The TabbyDB Story

Re-engineering APACHE Spark for complex, production-scale workloads.

The Impact!

TabbyDB is a performance-focused fork of Apache Spark designed to address real-world challenges in query compilation, optimizer behavior, and large-scale analytical execution. It is built for teams running complex SQL and DataFrame workloads where planning time, memory behavior, and correctness are critical.

Why TabbyDB Was Created

Story of Efficient Performance

TabbyDB was born from repeated exposure to a specific class of Spark challenges: workloads where query compilation, not execution, became the dominant bottleneck. In production environments involving programmatically generated SQL, deeply layered views, and iterative DataFrame transformations, query plans can grow rapidly in size and complexity. In these scenarios, Spark may spend extended periods in query planning, sometimes long before execution begins.

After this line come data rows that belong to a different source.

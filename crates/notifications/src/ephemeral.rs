//! Ephemeral action scopes: a paired "completed" broadcast is guaranteed for
//! every "active" broadcast, on every exit path, because completion happens
//! in `Drop`.

use std::sync::Arc;
use std::time::Duration;

use chrono::Utc;
use uuid::Uuid;

use crate::bus::NotificationBus;
use crate::payload::{
    EphemeralErrorPayload,
    EphemeralPayload,
    EphemeralUpdates,
    NotificationPayload,
};

#[derive(Debug, Default, Clone)]
pub struct EphemeralOptions {
    pub layer_id: Option<String>,
    pub update_style_json: bool,
    pub bounds: Option<Vec<f64>>,
}

/// RAII scope around one tool body. Constructing broadcasts
/// `status: "active"`; dropping broadcasts the same payload with
/// `status: "completed"` and a completion timestamp.
pub struct EphemeralAction {
    bus: Arc<NotificationBus>,
    payload: EphemeralPayload,
}

impl EphemeralAction {
    pub async fn begin(
        bus: &Arc<NotificationBus>,
        conversation_id: i32,
        action: impl Into<String>,
    ) -> Self {
        Self::begin_with(bus, conversation_id, action, EphemeralOptions::default()).await
    }

    pub async fn begin_with(
        bus: &Arc<NotificationBus>,
        conversation_id: i32,
        action: impl Into<String>,
        options: EphemeralOptions,
    ) -> Self {
        let payload = EphemeralPayload {
            conversation_id,
            ephemeral: true,
            action_id: Uuid::new_v4().to_string(),
            layer_id: options.layer_id,
            action: action.into(),
            timestamp: Utc::now(),
            completed_at: None,
            status: "active".to_string(),
            bounds: options.bounds,
            updates: EphemeralUpdates {
                style_json: options.update_style_json,
            },
        };
        bus.broadcast(NotificationPayload::Ephemeral(payload.clone()));
        // Yield so the active payload flushes before the (often long) body
        // monopolizes the task.
        tokio::time::sleep(Duration::from_millis(50)).await;
        Self {
            bus: bus.clone(),
            payload,
        }
    }

    pub fn action_id(&self) -> &str {
        &self.payload.action_id
    }
}

impl Drop for EphemeralAction {
    fn drop(&mut self) {
        let mut finished = self.payload.clone();
        finished.status = "completed".to_string();
        finished.completed_at = Some(Utc::now());
        self.bus.broadcast(NotificationPayload::Ephemeral(finished));
    }
}

/// Sends a single ephemeral error notification to the conversation.
pub fn notify_error(bus: &NotificationBus, conversation_id: i32, error_message: impl Into<String>) {
    let payload = EphemeralErrorPayload {
        conversation_id,
        ephemeral: true,
        action_id: Uuid::new_v4().to_string(),
        error_message: error_message.into(),
        timestamp: Utc::now(),
        status: "error".to_string(),
    };
    bus.broadcast(NotificationPayload::EphemeralError(payload));
}

#[cfg(test)]
mod tests {
    use super::*;
    use crate::payload::NotificationPayload;

    async fn next_ephemeral(sub: &mut crate::bus::Subscription) -> EphemeralPayload {
        match sub.recv().await.unwrap() {
            NotificationPayload::Ephemeral(p) => p,
            other => panic!("expected ephemeral payload, got {other:?}"),
        }
    }

    #[tokio::test]
    async fn test_scope_brackets_active_then_completed() {
        let bus = NotificationBus::new();
        let mut sub = bus.subscribe(Uuid::new_v4(), 5);

        {
            let action = EphemeralAction::begin_with(
                &bus,
                5,
                "Styling layer beaches...",
                EphemeralOptions {
                    layer_id: Some("L12345678901".to_string()),
                    update_style_json: true,
                    bounds: None,
                },
            )
            .await;
            let _ = action.action_id();
        }

        let active = next_ephemeral(&mut sub).await;
        assert_eq!(active.status, "active");
        assert_eq!(active.completed_at, None);
        assert_eq!(active.action, "Styling layer beaches...");
        assert!(active.updates.style_json);

        let completed = next_ephemeral(&mut sub).await;
        assert_eq!(completed.status, "completed");
        assert_eq!(completed.action_id, active.action_id);
        assert!(completed.completed_at.is_some());
    }

    #[tokio::test]
    async fn test_scope_completes_on_early_error_return() {
        let bus = NotificationBus::new();
        let mut sub = bus.subscribe(Uuid::new_v4(), 5);

        async fn failing_tool(bus: &Arc<NotificationBus>) -> anyhow::Result<()> {
            let _action = EphemeralAction::begin(bus, 5, "Querying with SQL...").await;
            anyhow::bail!("table does not exist");
        }
        assert!(failing_tool(&bus).await.is_err());

        let active = next_ephemeral(&mut sub).await;
        let completed = next_ephemeral(&mut sub).await;
        assert_eq!(active.status, "active");
        assert_eq!(completed.status, "completed");
        assert_eq!(completed.action_id, active.action_id);
    }

    #[tokio::test]
    async fn test_zoom_scope_carries_bounds() {
        let bus = NotificationBus::new();
        let mut sub = bus.subscribe(Uuid::new_v4(), 5);

        let action = EphemeralAction::begin_with(
            &bus,
            5,
            "Zooming to 39 parcels",
            EphemeralOptions {
                bounds: Some(vec![-122.6, 37.6, -122.3, 37.9]),
                ..Default::default()
            },
        )
        .await;
        drop(action);

        let active = next_ephemeral(&mut sub).await;
        assert_eq!(active.bounds, Some(vec![-122.6, 37.6, -122.3, 37.9]));
    }

    #[tokio::test]
    async fn test_error_notification_is_single_shot() {
        let bus = NotificationBus::new();
        let mut sub = bus.subscribe(Uuid::new_v4(), 9);
        notify_error(&bus, 9, "Error connecting to LLM");
        match sub.recv().await.unwrap() {
            NotificationPayload::EphemeralError(err) => {
                assert_eq!(err.status, "error");
                assert_eq!(err.error_message, "Error connecting to LLM");
            },
            other => panic!("unexpected payload {other:?}"),
        }
    }
}
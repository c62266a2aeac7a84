//! The map snapshot DAG. Mutating a map forks a child carrying the parent's
//! state; the parent chain is walked leaf-to-root with cycle detection.

use std::collections::HashSet;

use anyhow::Context as _;
use errors::ErrorMetadata;
use pg::PgConnection;
use uuid::Uuid;

use crate::ids::{
    generate_id,
    IdPrefix,
};
use crate::types::ForkReason;

/// Creates a child snapshot of `map_id` with identical layers and style
/// links, records the fork reason, and appends the child to the project's
/// map sequence. Returns the new map id.
pub async fn fork_map(
    conn: &PgConnection,
    map_id: &str,
    user_id: Uuid,
    fork_reason: ForkReason,
) -> anyhow::Result<String> {
    let source = conn
        .query_opt(
            "SELECT id, project_id, title, description, layers
             FROM user_mundiai_maps
             WHERE id = $1 AND soft_deleted_at IS NULL",
            &[&map_id],
        )
        .await?
        .with_context(|| {
            ErrorMetadata::not_found("MapNotFound", format!("Map {map_id} not found"))
        })?;

    let project_id: String = source.get("project_id");
    let title: Option<String> = source.get("title");
    let description: Option<String> = source.get("description");
    let layers: Option<Vec<String>> = source.get("layers");

    let new_map_id = generate_id(IdPrefix::Map);
    conn.execute(
        "INSERT INTO user_mundiai_maps
         (id, project_id, owner_uuid, title, description, layers, parent_map_id,
          display_as_diff, fork_reason)
         VALUES ($1, $2, $3, $4, $5, $6, $7, TRUE, $8)",
        &[
            &new_map_id,
            &project_id,
            &user_id,
            &title,
            &description,
            &layers,
            &map_id,
            &fork_reason.as_str(),
        ],
    )
    .await?;

    if layers.is_some_and(|l| !l.is_empty()) {
        conn.execute(
            "INSERT INTO map_layer_styles (map_id, layer_id, style_id)
             SELECT $1, layer_id, style_id
             FROM map_layer_styles
             WHERE map_id = $2",
            &[&new_map_id, &map_id],
        )
        .await?;
    }

    conn.execute(
        "UPDATE user_mundiai_projects
         SET maps = array_append(maps, $1),
             map_diff_messages = array_append(map_diff_messages, $2)
         WHERE id = $3",
        &[&new_map_id, &"N/A", &project_id],
    )
    .await?;

    Ok(new_map_id)
}

/// All map ids from the root down to `leaf_map_id`, oldest first. Refuses to
/// walk a chain that re-encounters a visited id.
pub async fn parent_chain(
    conn: &PgConnection,
    leaf_map_id: &str,
) -> anyhow::Result<Vec<String>> {
    let mut chain: Vec<String> = Vec::new();
    let mut seen: HashSet<String> = HashSet::new();
    let mut current = Some(leaf_map_id.to_string());

    while let Some(map_id) = current {
        if !seen.insert(map_id.clone()) {
            anyhow::bail!(ErrorMetadata::bad_request(
                "MapDagCycle",
                "Encountered loop in map parent chain",
            ));
        }
        chain.insert(0, map_id.clone());

        let row = conn
            .query_opt(
                "SELECT parent_map_id
                 FROM user_mundiai_maps
                 WHERE id = $1 AND soft_deleted_at IS NULL",
                &[&map_id],
            )
            .await?;
        current = match row {
            Some(row) => row.get("parent_map_id"),
            None => None,
        };
    }

    Ok(chain)
}
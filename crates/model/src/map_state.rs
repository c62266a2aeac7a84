//! Assembly of the system-message block the agentic loop feeds the LLM:
//! the current map description plus the user's selected feature, if any.

use std::collections::HashMap;

use async_trait::async_trait;
use serde::{
    Deserialize,
    Serialize,
};
use serde_json::Value as JsonValue;

use crate::messages::ChatMessage;

/// The feature the user has selected on the map, forwarded with their
/// message so the LLM can answer "what is this?".
#[derive(Debug, Clone, Serialize, Deserialize)]
pub struct SelectedFeature {
    pub layer_id: String,
    pub attributes: HashMap<String, JsonValue>,
}

/// Produces the system messages prepended to a turn. Swappable so tests can
/// pin the map state without a database.
#[async_trait]
pub trait MapStateProvider: Send + Sync {
    async fn system_messages(
        &self,
        current_map_description: &str,
        selected_feature: Option<&SelectedFeature>,
    ) -> anyhow::Result<Vec<ChatMessage>>;
}

pub struct DefaultMapStateProvider;

#[async_trait]
impl MapStateProvider for DefaultMapStateProvider {
    async fn system_messages(
        &self,
        current_map_description: &str,
        selected_feature: Option<&SelectedFeature>,
    ) -> anyhow::Result<Vec<ChatMessage>> {
        let mut tagged = format!("<MapState>\n{current_map_description}\n</MapState>");
        match selected_feature {
            Some(feature) => {
                tagged.push_str(&format!(
                    "\n<SelectedFeature>\n{}\n</SelectedFeature>",
                    serde_json::to_string(feature)?
                ));
            },
            None => tagged.push_str("\n<NoSelectedFeature />"),
        }
        Ok(vec![ChatMessage::System { content: tagged }])
    }
}

#[cfg(test)]
mod tests {
    use maplit::hashmap;
    use serde_json::json;

    use super::*;

    #[tokio::test]
    async fn test_map_state_block_without_selection() {
        let messages = DefaultMapStateProvider
            .system_messages("2 layers: beaches, roads", None)
            .await
            .unwrap();
        assert_eq!(messages.len(), 1);
        let content = messages[0].content().unwrap();
        assert!(content.starts_with("<MapState>\n2 layers: beaches, roads\n</MapState>"));
        assert!(content.ends_with("<NoSelectedFeature />"));
    }

    #[tokio::test]
    async fn test_map_state_block_with_selection() {
        let feature = SelectedFeature {
            layer_id: "L12345678901".to_string(),
            attributes: hashmap! {"name".to_string() => json!("Ocean Beach")},
        };
        let messages = DefaultMapStateProvider
            .system_messages("1 layer", Some(&feature))
            .await
            .unwrap();
        let content = messages[0].content().unwrap();
        assert!(content.contains("<SelectedFeature>"));
        assert!(content.contains("Ocean Beach"));
        assert!(!content.contains("<NoSelectedFeature />"));
    }
}
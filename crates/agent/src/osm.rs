//! OpenStreetMap ingest: fetch an extract by tags and bounding box, split it
//! by geometry family, and register the parts as vector layers.

use std::time::Duration;

use bytes::Bytes;
use model::ids::{
    generate_id,
    IdPrefix,
};
use model::store::{
    self,
    NewFileLayer,
};
use model::types::LayerKind;
use pg::PgConnection;
use serde_json::{
    json,
    Value as JsonValue,
};
use uuid::Uuid;

use crate::AgentDeps;

const OSM_EXTRACT_URL: &str = "https://osm.buntinglabs.com/v1/osm/extract";
const OSM_TIMEOUT: Duration = Duration::from_secs(30);

/// The OSM tool is only registered when the API key is configured.
pub fn has_api_key() -> bool {
    std::env::var("BUNTINGLABS_OSM_API_KEY").is_ok_and(|k| !k.is_empty())
}

fn geometry_family(geometry_type: &str) -> Option<&'static str> {
    match geometry_type {
        "Point" | "MultiPoint" => Some("points"),
        "LineString" | "MultiLineString" => Some("lines"),
        "Polygon" | "MultiPolygon" => Some("polygons"),
        _ => None,
    }
}

/// Splits a GeoJSON FeatureCollection into (points, lines, polygons)
/// collections, dropping features of other geometry kinds.
fn split_by_geometry(collection: &JsonValue) -> Vec<(&'static str, JsonValue)> {
    let features = collection
        .get("features")
        .and_then(|f| f.as_array())
        .cloned()
        .unwrap_or_default();
    let mut parts: Vec<(&'static str, Vec<JsonValue>)> =
        vec![("points", Vec::new()), ("lines", Vec::new()), ("polygons", Vec::new())];
    for feature in features {
        let family = feature
            .get("geometry")
            .and_then(|g| g.get("type"))
            .and_then(|t| t.as_str())
            .and_then(geometry_family);
        if let Some(family) = family {
            if let Some((_, bucket)) = parts.iter_mut().find(|(name, _)| *name == family) {
                bucket.push(feature);
            }
        }
    }
    parts
        .into_iter()
        .filter(|(_, features)| !features.is_empty())
        .map(|(name, features)| {
            (
                name,
                json!({"type": "FeatureCollection", "features": features}),
            )
        })
        .collect()
}

pub async fn download_from_openstreetmap(
    deps: &AgentDeps,
    conn: &PgConnection,
    user_id: Uuid,
    map_id: &str,
    tags: &str,
    bbox: &[f64],
    new_layer_name: &str,
) -> anyhow::Result<JsonValue> {
    let Ok(api_key) = std::env::var("BUNTINGLABS_OSM_API_KEY") else {
        anyhow::bail!("OpenStreetMap API key not configured");
    };
    if bbox.len() != 4 {
        return Ok(json!({
            "status": "error",
            "error": "bbox must be [xmin, ymin, xmax, ymax]",
        }));
    }
    let bbox_str = format!("{:.6},{:.6},{:.6},{:.6}", bbox[0], bbox[1], bbox[2], bbox[3]);

    let response = reqwest::Client::new()
        .get(OSM_EXTRACT_URL)
        .query(&[("tags", tags), ("api_key", &api_key), ("bbox", &bbox_str)])
        .timeout(OSM_TIMEOUT)
        .send()
        .await?;
    if !response.status().is_success() {
        let status = response.status();
        let text = response.text().await.unwrap_or_default();
        let snippet: String = text.chars().take(100).collect();
        anyhow::bail!("OSM API request failed with status {status}, {snippet}");
    }
    let geojson: JsonValue = response.json().await?;

    let map = store::get_map(conn, map_id)
        .await?
        .filter(|m| m.owner_uuid == user_id)
        .ok_or_else(|| anyhow::anyhow!("Map {map_id} not found"))?;

    let mut uploaded_layers = Vec::new();
    for (family, collection) in split_by_geometry(&geojson) {
        let layer_id = generate_id(IdPrefix::Layer);
        // Stored as GeoJSON; the layer cache converts to GeoPackage on the
        // first query_duckdb_sql call against this layer.
        let key = storage::upload_key(
            &user_id.to_string(),
            &map.project_id,
            &layer_id,
            ".geojson",
        );
        deps.store
            .put_object(
                &key,
                Bytes::from(serde_json::to_vec(&collection)?),
                "application/geo+json",
            )
            .await?;
        store::insert_file_layer(
            conn,
            &NewFileLayer {
                layer_id: layer_id.clone(),
                owner_uuid: user_id,
                name: format!("{new_layer_name}_{family}"),
                kind: LayerKind::Vector,
                s3_key: key,
                metadata: Some(json!({"osm_tags": tags})),
                source_map_id: Some(map_id.to_string()),
            },
        )
        .await?;
        uploaded_layers.push(json!({"layer_id": layer_id, "geometry_type": family}));
    }

    if uploaded_layers.is_empty() {
        return Ok(json!({
            "status": "error",
            "error": format!("No OSM features matched tags '{tags}' in the given bounding box"),
        }));
    }

    let layer_names: Vec<String> = uploaded_layers
        .iter()
        .map(|l| format!("{new_layer_name}_{}", l["geometry_type"].as_str().unwrap_or("")))
        .collect();
    let layer_ids: Vec<&str> = uploaded_layers
        .iter()
        .filter_map(|l| l["layer_id"].as_str())
        .collect();
    Ok(json!({
        "status": "success",
        "uploaded_layers": uploaded_layers,
        "kue_instructions": format!(
            "New layers available: {} (IDs: {}), all currently invisible. To make any of these \
             visible to the user on their map, use \"add_layer_to_map\" with the layer_id and a \
             descriptive new_name.",
            layer_names.join(", "),
            layer_ids.join(", "),
        ),
    }))
}

#[cfg(test)]
mod tests {
    use super::*;

    fn feature(geometry_type: &str) -> JsonValue {
        json!({
            "type": "Feature",
            "geometry": {"type": geometry_type, "coordinates": []},
            "properties": {},
        })
    }

    #[test]
    fn test_split_by_geometry_partitions_families() {
        let collection = json!({
            "type": "FeatureCollection",
            "features": [
                feature("Point"),
                feature("MultiPoint"),
                feature("LineString"),
                feature("Polygon"),
                feature("MultiPolygon"),
                feature("GeometryCollection"),
            ],
        });
        let parts = split_by_geometry(&collection);
        let names: Vec<&str> = parts.iter().map(|(name, _)| *name).collect();
        assert_eq!(names, vec!["points", "lines", "polygons"]);
        let points = &parts[0].1["features"];
        assert_eq!(points.as_array().unwrap().len(), 2);
        let polygons = &parts[2].1["features"];
        assert_eq!(polygons.as_array().unwrap().len(), 2);
    }

    #[test]
    fn test_split_drops_empty_families() {
        let collection = json!({
            "type": "FeatureCollection",
            "features": [feature("Point")],
        });
        let parts = split_by_geometry(&collection);
        assert_eq!(parts.len(), 1);
        assert_eq!(parts[0].0, "points");
    }
}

Rather than treating these issues as configuration problems, TabbyDB approaches them as engine-level challenges. The goal was not to tune around limitations, but to address root causes in the optimizer and analysis phases while preserving Spark’s API compatibility and execution model.
TabbyDB represents a focused effort to improve Spark behavior in complex analytical environments without requiring disruptive architectural changes.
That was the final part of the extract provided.